Small Ruminant Integrated Parasite Management (IPM)


The Small Ruminant IPM Project teaches sheep and goat producers a more integrated approach to managing internal parasitism in their flocks. Four hour workshops are held to introduce producers to the practice of analyzing fecal samples to determine worm egg counts and to certify producers in the use of the FAMACHA(c) eye anemia system to determine the need for deworming individual animals. Instruction also includes basic concepts of parasitology and other methods of managing parasitism, such as multi-species grazing, managing grazing height, and genetic selection. The program also supports applied research projects.

Objectives/Performance Targets

  • Fifty (50) of the project participants will implement fecal egg counting and/or FAMACHA on their farms as a means of controlling parasites in their sheep and/or goat flocks.

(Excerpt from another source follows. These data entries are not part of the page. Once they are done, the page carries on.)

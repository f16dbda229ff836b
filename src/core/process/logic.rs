use super::Process;
use crate::core::AsAny;
use crate::core::config::ConfigSpecs;
use crate::core::error::Result;
use crate::core::io::PortSpecs;
use async_trait::async_trait;
use serde_json::{Map, Value, json};
use std::sync::Arc;

/// Defines the behaviour of a process type.
///
/// Implementors declare their ports and parameters, and provide the `task`
/// body. The engine handles readiness, job bookkeeping, persistence and
/// propagation around it.
///
/// ```rust,no_run
/// use alembic::prelude::*;
///
/// #[derive(Default)]
/// struct Double;
///
/// #[async_trait]
/// impl ProcessLogic for Double {
///     fn type_name(&self) -> &'static str {
///         "Double"
///     }
///
///     async fn task(&self, process: &Arc<Process>) -> Result<()> {
///         let _params = process.params();
///         Ok(())
///     }
/// }
/// ```
#[async_trait]
pub trait ProcessLogic: AsAny + Send + Sync + 'static {
    /// Stable key used in graph dumps and by the [`ProcessRegistry`](super::ProcessRegistry).
    fn type_name(&self) -> &'static str;

    fn title(&self) -> String {
        self.type_name().to_string()
    }

    fn description(&self) -> String {
        String::new()
    }

    fn input_specs(&self) -> PortSpecs {
        PortSpecs::new()
    }

    fn output_specs(&self) -> PortSpecs {
        PortSpecs::new()
    }

    fn config_specs(&self) -> ConfigSpecs {
        ConfigSpecs::new()
    }

    /// Whether every instance of this type shares one persisted row.
    fn is_singleton(&self) -> bool {
        true
    }

    /// The provenance snapshot stored (compressed) on every job.
    ///
    /// Defaults to the declared contract of the type.
    fn source(&self) -> Value {
        let ports = |specs: PortSpecs| -> Value {
            Value::Object(
                specs
                    .into_iter()
                    .map(|(name, spec)| (name, spec.to_json()))
                    .collect::<Map<String, Value>>(),
            )
        };
        json!({
            "type": self.type_name(),
            "title": self.title(),
            "description": self.description(),
            "input_specs": ports(self.input_specs()),
            "output_specs": ports(self.output_specs()),
            "config_specs": self.config_specs(),
        })
    }

    /// Last-moment veto: returning `false` skips the run without error.
    fn check_before_task(&self, _process: &Process) -> bool {
        true
    }

    async fn task(&self, _process: &Arc<Process>) -> Result<()> {
        Ok(())
    }

}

    Fifty (50) additional producers will implement one or more of the following IPM techniques:

    Alternative forages, including browsing
    Zero grazing
    Nutritional supplementation
    Genetic selection
    Strategic deworming
    Targeted therapy/selective deworming
    Proper use of anthelmintics
    Multi-species or co-grazing
    Rotational grazing with sufficient rest periods


Since 2004, 20 IPM workshops have been conducted in 8 states (the average attendance was 28).
Since 2004, an additional 451 individuals have been introduced to FAMACHA(c), fecal egg analysis, and other IPM techniques by attending IPM presentations where hands-on training was not possible.
An applied research project conducted at the Western Maryland Research Center demonstrated that the FAMACHA(c) system was an effective method of controling parasites in grazing lambs.
Oral presentation was given at Annual Meeting and Professional Improvement Conference of the National Association of County Agricultural Agents (Buffalo, NY; 7/05).
Poster presentation was given at the National Small Farm Conference (Greensboro, NC; 10/05).
Abstract has been accepted for presentation at Southern Section of American Society of Animal Science (Orlando, FL; 2/06).

Impacts and Contributions/Outcomes

Since 2004, 556 sheep and goat producers, extension agents, and youth have been certified in the use of the FAMACHA(c) system.

As evidenced by pre and post-test scores, participants in the IPM workshops have increased their knowledge of internal parasites and their control by 30 to 40 percent.

Over 200 producers are using the FAMACHA(c) system to make invididual animal deworming decisions.

Over 100 producers are using other IPM techniques such as fecal egg counting, multi-species grazing, and genetic selection to control parasites in their flocks/herds.

As a testimonial, a sheep producer offered this data: before they IPM training, he dewormed his animals 408 times for a cost of $390. After the IPM training, he reduced his dewormings to 60 and his cost to $57. Most producers indicate that they are deworming their animals significantly fewer times.